Stockholm (NordSIP) – Several prominent U.S. business- and political figures are suggesting president Trump’s withdrawal of the United States from the Paris Climate Accord is likely to run into serious trouble, among them former vice president Al Gore and former New York City Mayor Michael Bloomberg. Not only does the withdrawal not gain legal status until after the next presidential election, but Mr Trump is likely to face increasing political pressure against him while efforts to reduce carbon emissions are actually surging in U.S. business and civil communities, making them increasingly hard to roll back.
Bloomberg: “U.S. Progress on Climate has Always Been Driven from the Bottom Up”

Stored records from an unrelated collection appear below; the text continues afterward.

//! Interleaved vertex layouts.
//!
//! Field order is fixed (position, uv, color, normal) and so are the shader
//! locations: 0 position, 1 uv, 2 color, 3 normal. Every layout is plain `f32`
//! data with no padding, so records cast to bytes as-is.

use bytemuck::{Pod, Zeroable};
use glam::{Vec2, Vec3, Vec4};

/// Position only.
#[repr(C)]
#[derive(Debug, Copy, Clone, Default, PartialEq, Pod, Zeroable)]
pub struct Vertex {
    pub position: [f32; 3],
}

/// Position + texture coordinate.
#[repr(C)]
#[derive(Debug, Copy, Clone, Default, PartialEq, Pod, Zeroable)]
pub struct VertexUv {
    pub position: [f32; 3],
    pub uv: [f32; 2],
}

/// Position + color.
#[repr(C)]
#[derive(Debug, Copy, Clone, Default, PartialEq, Pod, Zeroable)]
pub struct VertexRgba {
    pub position: [f32; 3],
    pub color: [f32; 4],
}

/// Position + normal.
#[repr(C)]
#[derive(Debug, Copy, Clone, Default, PartialEq, Pod, Zeroable)]
pub struct VertexN {
    pub position: [f32; 3],
    pub normal: [f32; 3],
}

#[repr(C)]
#[derive(Debug, Copy, Clone, Default, PartialEq, Pod, Zeroable)]
pub struct VertexUvRgba {
    pub position: [f32; 3],
    pub uv: [f32; 2],
    pub color: [f32; 4],
}

#[repr(C)]
#[derive(Debug, Copy, Clone, Default, PartialEq, Pod, Zeroable)]
pub struct VertexUvN {
    pub position: [f32; 3],
    pub uv: [f32; 2],
    pub normal: [f32; 3],
}

#[repr(C)]
#[derive(Debug, Copy, Clone, Default, PartialEq, Pod, Zeroable)]
pub struct VertexRgbaN {
    pub position: [f32; 3],
    pub color: [f32; 4],
    pub normal: [f32; 3],
}

#[repr(C)]
#[derive(Debug, Copy, Clone, Default, PartialEq, Pod, Zeroable)]
pub struct VertexUvRgbaN {
    pub position: [f32; 3],
    pub uv: [f32; 2],
    pub color: [f32; 4],
    pub normal: [f32; 3],
}

impl Vertex {
    #[inline]
    pub fn new(position: Vec3) -> Self {
        Self { position: position.to_array() }
    }
}

impl VertexUv {
    #[inline]
    pub fn new(position: Vec3, uv: Vec2) -> Self {
        Self { position: position.to_array(), uv: uv.to_array() }
    }
}

impl VertexRgba {
    #[inline]
    pub fn new(position: Vec3, color: Vec4) -> Self {
        Self { position: position.to_array(), color: color.to_array() }
    }
}

impl VertexN {
    #[inline]
    pub fn new(position: Vec3, normal: Vec3) -> Self {
        Self { position: position.to_array(), normal: normal.to_array() }
    }
}

impl VertexUvRgba {
    #[inline]
    pub fn new(position: Vec3, uv: Vec2, color: Vec4) -> Self {
        Self {
            position: position.to_array(),
            uv: uv.to_array(),
            color: color.to_array(),
        }
    }
}

impl VertexUvN {
    #[inline]
    pub fn new(position: Vec3, uv: Vec2, normal: Vec3) -> Self {
        Self {
            position: position.to_array(),
            uv: uv.to_array(),
            normal: normal.to_array(),
        }
    }
}

impl VertexRgbaN {
    #[inline]
    pub fn new(position: Vec3, color: Vec4, normal: Vec3) -> Self {
        Self {
            position: position.to_array(),
            color: color.to_array(),
            normal: normal.to_array(),
        }
    }
}

impl VertexUvRgbaN {
    #[inline]
    pub fn new(position: Vec3, uv: Vec2, color: Vec4, normal: Vec3) -> Self {
        Self {
            position: position.to_array(),
            uv: uv.to_array(),
            color: color.to_array(),
            normal: normal.to_array(),
        }
    }
}

impl From<Vec3> for Vertex {
    #[inline]
    fn from(position: Vec3) -> Self {
        Self::new(position)
    }
}

// ── attribute accessors ───────────────────────────────────────────────────

macro_rules! impl_accessors {
    ($($ty:ident { $($field:ident: $vec:ident),+ })+) => {
        $(
            impl $ty {
                $(
                    #[inline]
                    pub fn $field(&self) -> $vec {
                        $vec::from_array(self.$field)
                    }
                )+
            }
        )+
    };
}

impl_accessors! {
    Vertex { position: Vec3 }
    VertexUv { position: Vec3, uv: Vec2 }
    VertexRgba { position: Vec3, color: Vec4 }
    VertexN { position: Vec3, normal: Vec3 }
    VertexUvRgba { position: Vec3, uv: Vec2, color: Vec4 }
    VertexUvN { position: Vec3, uv: Vec2, normal: Vec3 }
    VertexRgbaN { position: Vec3, color: Vec4, normal: Vec3 }
    VertexUvRgbaN { position: Vec3, uv: Vec2, color: Vec4, normal: Vec3 }
}
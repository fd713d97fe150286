use glam::Vec3;
use kiln_engine::buffer::{Buffer, Usage, Vertex};
use kiln_engine::context::{GpuCall, RecordedBuffer, RecordingContext, RecordingShader};
use quickcheck::{Arbitrary, Gen};
use quickcheck_macros::quickcheck;

type TestBuffer = Buffer<Vertex, RecordedBuffer>;

#[derive(Debug, Clone)]
enum Op {
    New(bool),
    Clone(u8),
    Drop(u8),
    Assign(u8, u8),
    Push(u8),
    Clear(u8),
    Bind(u8),
}

impl Arbitrary for Op {
    fn arbitrary(g: &mut Gen) -> Self {
        let a = u8::arbitrary(g);
        let b = u8::arbitrary(g);
        match u8::arbitrary(g) % 7 {
            0 => Op::New(bool::arbitrary(g)),
            1 => Op::Clone(a),
            2 => Op::Drop(a),
            3 => Op::Assign(a, b),
            4 => Op::Push(a),
            5 => Op::Clear(a),
            _ => Op::Bind(a),
        }
    }
}

fn pick(handles: &[TestBuffer], i: u8) -> Option<usize> {
    (!handles.is_empty()).then(|| i as usize % handles.len())
}

fn counts_match(handles: &[TestBuffer]) -> bool {
    handles.iter().all(|h| {
        let aliases = handles.iter().filter(|o| o.shares_storage_with(h)).count();
        h.use_count() == aliases
    })
}

#[quickcheck]
fn use_count_tracks_live_handles(ops: Vec<Op>) -> bool {
    let mut ctx = RecordingContext::new();
    let mut handles: Vec<TestBuffer> = vec![TestBuffer::new(Usage::Dynamic)];

    for op in ops {
        match op {
            Op::New(is_static) => {
                let usage = if is_static { Usage::Static } else { Usage::Dynamic };
                handles.push(TestBuffer::new(usage));
            }
            Op::Clone(i) => {
                if let Some(i) = pick(&handles, i) {
                    let alias = handles[i].clone();
                    handles.push(alias);
                }
            }
            Op::Drop(i) => {
                if let Some(i) = pick(&handles, i) {
                    handles.swap_remove(i);
                }
            }
            Op::Assign(i, j) => {
                if let (Some(i), Some(j)) = (pick(&handles, i), pick(&handles, j)) {
                    handles[i] = handles[j].clone();
                }
            }
            Op::Push(i) => {
                if let Some(i) = pick(&handles, i) {
                    handles[i].add(Vec3::splat(i as f32));
                }
            }
            Op::Clear(i) => {
                if let Some(i) = pick(&handles, i) {
                    handles[i].clear();
                }
            }
            Op::Bind(i) => {
                if let Some(i) = pick(&handles, i) {
                    handles[i].bind(&mut ctx, &RecordingShader, false);
                }
            }
        }

        if !counts_match(&handles) {
            return false;
        }
    }

    drop(handles);

    // Every GPU buffer ever created is released exactly once.
    let mut created: Vec<u32> = ctx
        .calls()
        .iter()
        .filter_map(|c| match c {
            GpuCall::CreateBuffer { id, .. } => Some(*id),
            _ => None,
        })
        .collect();
    let mut released = ctx.released();
    created.sort_unstable();
    released.sort_unstable();
    created == released
}

#[quickcheck]
fn dynamic_upload_mirrors_storage(rounds: Vec<Vec<(i8, i8, i8)>>) -> bool {
    let mut ctx = RecordingContext::new();
    let mut buf = TestBuffer::new(Usage::Dynamic);
    let mut high_water = 0;

    for round in rounds {
        if round.is_empty() {
            buf.clear();
        }
        buf.extend(
            round
                .iter()
                .map(|&(x, y, z)| Vertex::new(Vec3::new(x.into(), y.into(), z.into()))),
        );
        buf.bind(&mut ctx, &RecordingShader, false);
        high_water = high_water.max(buf.len());

        let storage = buf.storage().to_vec();
        let bytes: &[u8] = bytemuck::cast_slice(&storage);
        let Some(handle) = buf.gpu_handle() else { return false };

        if buf.allocated_size() < buf.len() || buf.allocated_size() != high_water {
            return false;
        }
        if handle.size() < bytes.len() as u64 || handle.contents()[..bytes.len()] != *bytes {
            return false;
        }
    }
    true
}

#[quickcheck]
fn static_buffer_never_reuploads(first: Vec<(i8, i8)>, later: Vec<(i8, i8)>, force: bool) -> bool {
    let mut ctx = RecordingContext::new();
    let mut buf = TestBuffer::new(Usage::Static);
    let to_vertex = |&(x, y): &(i8, i8)| Vertex::new(Vec3::new(x.into(), y.into(), 0.0));

    // An empty static buffer allocates nothing, so it would upload again.
    buf.add(Vec3::ZERO);
    buf.extend(first.iter().map(to_vertex));
    buf.bind(&mut ctx, &RecordingShader, false);
    let size = buf.allocated_size();
    let writes = ctx.write_count();

    buf.extend(later.iter().map(to_vertex));
    buf.request_upload();
    buf.bind(&mut ctx, &RecordingShader, force);

    buf.allocated_size() == size && ctx.write_count() == writes && ctx.create_count() == 1
}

“There is nothing Washington can do to stop us,” wrote former NYC Mayor and Chair of the global Task Force on Climate-related Financial Disclosures (TFCD) Michael Bloomberg in an op-Ed for the Guardian last week. Mr Bloomberg was referencing the acceleration of efforts by U.S. cities, states, business and citizens to fight climate change, despite and because of U.S. president Donald Trump’s withdrawal from the Paris Climate Accord, setting the U.S. halfway towards its Paris goal of reducing carbon emissions by at least 26% by 2025.
Mr Bloomberg points to U.S. cities as an example. While cities account for roughly 70% of global carbon emissions, they are also the source of effective solutions, Bloomberg suggests, citing the reduction of emissions by 19% over six years in NYC alone (while contributing to the surge in job growth). In addition, he notes, California, the world’s sixth-largest economy, recently announced a commitment to getting 60% of its energy from clean sources and strengthening its cap-and-trade system.

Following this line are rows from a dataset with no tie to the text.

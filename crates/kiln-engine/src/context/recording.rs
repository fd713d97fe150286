use std::cell::RefCell;
use std::ops::Range;
use std::rc::Rc;

use crate::buffer::{BufferTarget, RecordKind, Usage, VertexRecord};

use super::{GraphicsContext, ShaderAttributes};

/// One call observed by a [`RecordingContext`].
#[derive(Debug, Clone, PartialEq)]
pub enum GpuCall {
    CreateBuffer {
        id: u32,
        target: BufferTarget,
        usage: Usage,
        size: u64,
    },
    WriteBuffer {
        id: u32,
        offset: u64,
        len: u64,
    },
    BindVertexBuffer {
        id: u32,
    },
    UnbindVertexBuffer,
    BindIndexBuffer {
        id: u32,
        format: wgpu::IndexFormat,
    },
    UnbindIndexBuffer,
    Draw {
        primitive: wgpu::PrimitiveTopology,
        vertices: Range<u32>,
    },
    DrawIndexed {
        primitive: wgpu::PrimitiveTopology,
        indices: Range<u32>,
        format: wgpu::IndexFormat,
    },
    BindAttributes(RecordKind),
    UnbindAttributes(RecordKind),
}

/// Buffer handle of a [`RecordingContext`]: an id plus a byte image of its content.
///
/// Dropping it reports the id back to the context as released.
#[derive(Debug)]
pub struct RecordedBuffer {
    id: u32,
    bytes: RefCell<Vec<u8>>,
    released: Rc<RefCell<Vec<u32>>>,
}

impl RecordedBuffer {
    #[inline]
    pub fn id(&self) -> u32 {
        self.id
    }

    #[inline]
    pub fn size(&self) -> u64 {
        self.bytes.borrow().len() as u64
    }

    /// Snapshot of the buffer bytes; zero where nothing was written yet.
    pub fn contents(&self) -> Vec<u8> {
        self.bytes.borrow().clone()
    }
}

impl Drop for RecordedBuffer {
    fn drop(&mut self) {
        self.released.borrow_mut().push(self.id);
    }
}

/// [`GraphicsContext`] that performs no GPU work and logs every call.
#[derive(Debug, Default)]
pub struct RecordingContext {
    calls: Vec<GpuCall>,
    next_id: u32,
    released: Rc<RefCell<Vec<u32>>>,
}

impl RecordingContext {
    pub fn new() -> Self {
        Self::default()
    }

    #[inline]
    pub fn calls(&self) -> &[GpuCall] {
        &self.calls
    }

    /// Ids of buffers dropped so far, in drop order.
    pub fn released(&self) -> Vec<u32> {
        self.released.borrow().clone()
    }

    pub fn create_count(&self) -> usize {
        self.calls
            .iter()
            .filter(|c| matches!(c, GpuCall::CreateBuffer { .. }))
            .count()
    }

    pub fn write_count(&self) -> usize {
        self.calls
            .iter()
            .filter(|c| matches!(c, GpuCall::WriteBuffer { .. }))
            .count()
    }

    pub fn draw_calls(&self) -> impl Iterator<Item = &GpuCall> {
        self.calls
            .iter()
            .filter(|c| matches!(c, GpuCall::Draw { .. } | GpuCall::DrawIndexed { .. }))
    }

    pub fn clear_calls(&mut self) {
        self.calls.clear();
    }
}

impl GraphicsContext for RecordingContext {
    type Buffer = RecordedBuffer;

    fn create_buffer(&mut self, target: BufferTarget, usage: Usage, size: u64) -> RecordedBuffer {
        let id = self.next_id;
        self.next_id += 1;
        self.calls.push(GpuCall::CreateBuffer {
            id,
            target,
            usage,
            size,
        });

        RecordedBuffer {
            id,
            bytes: RefCell::new(vec![0; size as usize]),
            released: Rc::clone(&self.released),
        }
    }

    fn write_buffer(&mut self, buffer: &RecordedBuffer, offset: u64, data: &[u8]) {
        self.calls.push(GpuCall::WriteBuffer {
            id: buffer.id,
            offset,
            len: data.len() as u64,
        });

        let mut bytes = buffer.bytes.borrow_mut();
        let start = offset as usize;
        let end = start + data.len();
        if end > bytes.len() {
            log::error!(
                "write of {} bytes at {offset} overflows buffer #{} ({} bytes)",
                data.len(),
                buffer.id,
                bytes.len()
            );
            return;
        }
        bytes[start..end].copy_from_slice(data);
    }

    fn bind_vertex_buffer(&mut self, buffer: &RecordedBuffer) {
        self.calls.push(GpuCall::BindVertexBuffer { id: buffer.id });
    }

    fn unbind_vertex_buffer(&mut self) {
        self.calls.push(GpuCall::UnbindVertexBuffer);
    }

    fn bind_index_buffer(&mut self, buffer: &RecordedBuffer, format: wgpu::IndexFormat) {
        self.calls.push(GpuCall::BindIndexBuffer {
            id: buffer.id,
            format,
        });
    }

    fn unbind_index_buffer(&mut self) {
        self.calls.push(GpuCall::UnbindIndexBuffer);
    }

    fn draw(&mut self, primitive: wgpu::PrimitiveTopology, vertices: Range<u32>) {
        self.calls.push(GpuCall::Draw {
            primitive,
            vertices,
        });
    }

    fn draw_indexed(
        &mut self,
        primitive: wgpu::PrimitiveTopology,
        indices: Range<u32>,
        format: wgpu::IndexFormat,
    ) {
        self.calls.push(GpuCall::DrawIndexed {
            primitive,
            indices,
            format,
        });
    }
}

/// Shader stand-in that records attribute binds on a [`RecordingContext`].
#[derive(Debug, Clone, Copy, Default)]
pub struct RecordingShader;

impl ShaderAttributes<RecordingContext> for RecordingShader {
    fn bind_attributes<T: VertexRecord>(&self, ctx: &mut RecordingContext) {
        ctx.calls.push(GpuCall::BindAttributes(T::KIND));
    }

    fn unbind_attributes<T: VertexRecord>(&self, ctx: &mut RecordingContext) {
        ctx.calls.push(GpuCall::UnbindAttributes(T::KIND));
    }
}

Bloomberg also points to increased action from the private sector, where the TFCD has made strides in closing data gaps and creating financial standards for measuring and reporting climate risks in order to address difficulties for businesses in measuring the potential financial impacts of climate change. Over 2,500 businesses, states, cities and universities have thus far signed Bloomberg’s “America’s Pledge” reaffirmation to the Paris objectives.
Above all, Mr Bloomberg challenges Trump’s ability to reverse the gains made under the Obama administration, citing the preclusion of effective U.S. withdrawal from the Paris Climate Accord before November 2020, after the next presidential election, and the fact that the U.S. has achieved its advances on carbon emissions despite a freeze on the Obama administration’s signature carbon emission standard for power plants by the courts and there being no precedent for laws directed at climate change in congress.
Gore: “The Train has Left the Station”
Meanwhile, former U.S. vice president Al Gore is also forecasting that Trump’s efforts to roll back the Paris Climate Accord will be stymied, citing poor political judgment and increasing isolation both domestically and abroad on the issue for the current president.
“The U.S. will meet its commitments [on emissions] in spite of Donald Trump. Every other country has pledged [to combat climate change]. I think the psychological message is that the train has left the station. The signal sent to investors, businesses, individuals and civil society is extraordinarily powerful,” he said in London last week.
Mr Gore is currently on a promotional tour of his new film “An Inconvenient Sequel: Truth to Power”, in which he documents the U.S. role in the 2015 Paris Accord negotiations, his own role in negotiating with India’s government and Trump’s abnegation of U.S. responsibility, among other things. Nevertheless, he remains upbeat that Trump won’t be able to turn the sustainability tide.
“I was very concerned at his speech – I feared that some other countries would use it as an excuse [to delay or withdraw from the Paris agreement]. I was extremely gratified that the rest of the world redoubled their commitment to Paris,” Mr Gore told journalists.
“I think he [Trump] has isolated himself,” he added. “Even today in the U.S., members of his own political party in the House and the Senate are beginning to separate themselves from him – and why wouldn’t they?”
Mr Gore won an Oscar and a Nobel peace prize for 2007’s “An Inconvenient Truth”, his first film, which was arguably instrumental in putting climate change on the map in the broader political and cultural consciousness.
Mr Gore appeared at the 10-year celebration of the Swedish AP Fonderna’s Ethics Council in Stockholm last March, where the theme was responsible and sustainable investment. Gore praised the AP Ethics Council and the Swedish National Pension Fund for their considerable efforts to drive climate change issues forward in both the world of investment and the broader public consciousness.